経済学者には「効率的な市場を実現するためには解雇規制を撤廃すべき」「市場から必要とされない会社は倒産すべき」などと発言する者も多くいるが,彼ら自身は大学の終身雇用制度でがっちり守られている。学術論文を日本語で書くくらいしか能がなく,一般企業ではとても雇ってもらえなさそうな経済学者たちが自由競争を主張しているのを聞くと,ブラックジョークすぎて笑ってしまう。

 

ウクライナ戦争が始まる前,ロシア専門家と称される大学教授がテレビに出てきて「プーチンはバカではないので,自国の損になる戦争なんてやるわけがありません。」と断言していた。でも戦争は始まった。で,その教授が何か責任をとったかというと,全然とっていない。今も情報発信を続けている。

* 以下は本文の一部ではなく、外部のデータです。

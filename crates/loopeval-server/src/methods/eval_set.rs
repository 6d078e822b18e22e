use super::{parse, reply, MethodContext, MethodError, MethodResult};
use loopeval_core::context::Ctx;
use loopeval_core::dataset::{EvalSetProvider, FieldSchema, NewItem};
use loopeval_core::model::{ItemId, SpaceId};
use serde::Deserialize;
use serde_json::Value;
use std::collections::BTreeMap;

pub const METHODS: &[&str] = &[
    "eval_set.create",
    "eval_set.get",
    "eval_set.list",
    "eval_set.update",
    "eval_set.delete",
    "eval_set.update_schema",
    "eval_set.create_version",
    "eval_set.list_versions",
    "eval_set.batch_get_versions",
    "eval_set.batch_create_items",
    "eval_set.update_item",
    "eval_set.delete_items",
    "eval_set.list_items",
    "eval_set.batch_get_items",
    "eval_set.clear_draft",
];

#[derive(Deserialize)]
struct SpaceOnly {
    space_id: SpaceId,
}

#[derive(Deserialize)]
struct BySet {
    space_id: SpaceId,
    eval_set_id: i64,
}

#[derive(Deserialize)]
struct CreateParams {
    space_id: SpaceId,
    name: String,
    #[serde(default)]
    description: String,
    #[serde(default)]
    schema: Vec<FieldSchema>,
}

#[derive(Deserialize)]
struct UpdateParams {
    space_id: SpaceId,
    eval_set_id: i64,
    #[serde(default)]
    name: Option<String>,
    #[serde(default)]
    description: Option<String>,
}

#[derive(Deserialize)]
struct SchemaParams {
    space_id: SpaceId,
    eval_set_id: i64,
    schema: Vec<FieldSchema>,
}

#[derive(Deserialize)]
struct VersionParams {
    space_id: SpaceId,
    eval_set_id: i64,
    version: String,
}

#[derive(Deserialize)]
struct VersionIds {
    space_id: SpaceId,
    ids: Vec<i64>,
}

#[derive(Deserialize)]
struct ItemsParams {
    space_id: SpaceId,
    eval_set_id: i64,
    items: Vec<NewItem>,
}

#[derive(Deserialize)]
struct UpdateItemParams {
    space_id: SpaceId,
    eval_set_id: i64,
    item_id: ItemId,
    turns: Vec<BTreeMap<String, Value>>,
}

#[derive(Deserialize)]
struct ItemIdsParams {
    space_id: SpaceId,
    eval_set_id: i64,
    item_ids: Vec<ItemId>,
}

/// Draft items when only `eval_set_id` is given, a frozen version's items
/// when `version_id` is given.
#[derive(Deserialize)]
struct ListItemsParams {
    space_id: SpaceId,
    #[serde(default)]
    eval_set_id: Option<i64>,
    #[serde(default)]
    version_id: Option<i64>,
    #[serde(default)]
    offset: usize,
    #[serde(default = "default_limit")]
    limit: usize,
}

fn default_limit() -> usize {
    100
}

#[derive(Deserialize)]
struct VersionItemsParams {
    space_id: SpaceId,
    version_id: i64,
    item_ids: Vec<ItemId>,
}

pub async fn call(ctx: &MethodContext, rctx: &Ctx, name: &str, params: &Value) -> MethodResult {
    let sets = &ctx.eval_sets;
    match name {
        "create" => {
            let p: CreateParams = parse(params)?;
            reply(sets.create_set(p.space_id, &p.name, &p.description, p.schema, rctx.user())?)
        }
        "get" => {
            let p: BySet = parse(params)?;
            reply(sets.get_set(p.space_id, p.eval_set_id)?)
        }
        "list" => {
            let p: SpaceOnly = parse(params)?;
            reply(sets.list_sets(p.space_id)?)
        }
        "update" => {
            let p: UpdateParams = parse(params)?;
            reply(sets.update_set(
                p.space_id,
                p.eval_set_id,
                p.name.as_deref(),
                p.description.as_deref(),
            )?)
        }
        "delete" => {
            let p: BySet = parse(params)?;
            sets.delete_set(p.space_id, p.eval_set_id)?;
            reply(serde_json::json!({}))
        }
        "update_schema" => {
            let p: SchemaParams = parse(params)?;
            reply(sets.update_schema(p.space_id, p.eval_set_id, p.schema)?)
        }
        "create_version" => {
            let p: VersionParams = parse(params)?;
            reply(sets.create_version(p.space_id, p.eval_set_id, &p.version)?)
        }
        "list_versions" => {
            let p: BySet = parse(params)?;
            reply(sets.list_versions(p.space_id, p.eval_set_id)?)
        }
        "batch_get_versions" => {
            let p: VersionIds = parse(params)?;
            reply(sets.batch_get_versions(p.space_id, &p.ids)?)
        }
        "batch_create_items" => {
            let p: ItemsParams = parse(params)?;
            reply(sets.add_draft_items(p.space_id, p.eval_set_id, p.items)?)
        }
        "update_item" => {
            let p: UpdateItemParams = parse(params)?;
            reply(sets.update_draft_item(p.space_id, p.eval_set_id, p.item_id, p.turns)?)
        }
        "delete_items" => {
            let p: ItemIdsParams = parse(params)?;
            let deleted = sets.delete_draft_items(p.space_id, p.eval_set_id, &p.item_ids)?;
            reply(serde_json::json!({ "deleted": deleted }))
        }
        "list_items" => {
            let p: ListItemsParams = parse(params)?;
            match (p.version_id, p.eval_set_id) {
                (Some(v), _) => reply(sets.list_items(p.space_id, v, p.offset, p.limit).await?),
                (None, Some(set)) => {
                    let items: Vec<_> = sets
                        .list_draft_items(p.space_id, set)?
                        .into_iter()
                        .skip(p.offset)
                        .take(p.limit)
                        .collect();
                    reply(items)
                }
                (None, None) => Err(MethodError::InvalidParams(
                    "one of `version_id` or `eval_set_id` is required".into(),
                )),
            }
        }
        "batch_get_items" => {
            let p: VersionItemsParams = parse(params)?;
            reply(sets.batch_get_items(p.space_id, p.version_id, &p.item_ids).await?)
        }
        "clear_draft" => {
            let p: BySet = parse(params)?;
            sets.clear_draft(p.space_id, p.eval_set_id)?;
            reply(serde_json::json!({}))
        }
        _ => Err(MethodError::NotFound(format!("eval_set.{}", name))),
    }
}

2年前,コロナが爆発的に増えて東京がニューヨークのようになるのも時間の問題,と発言しまくっていた京大教授がいたが,結果的にまったくそういう事態にはならず,かといってその教授が責任をとることもなかった。

 

大学教授は「中学や高校の教師に比べて教育スキルがあまりにも低い」と批判されると「自分たちの本務は研究なのです!」と言って逃げ,「日本の研究者のレベルは国際的に低い」と批判されると「教育のために多くの時間を割いているので十分に研究ができません!」と言って逃げる。

これぞ無敵である。

 

結論:みんな大学教授になろうぜ!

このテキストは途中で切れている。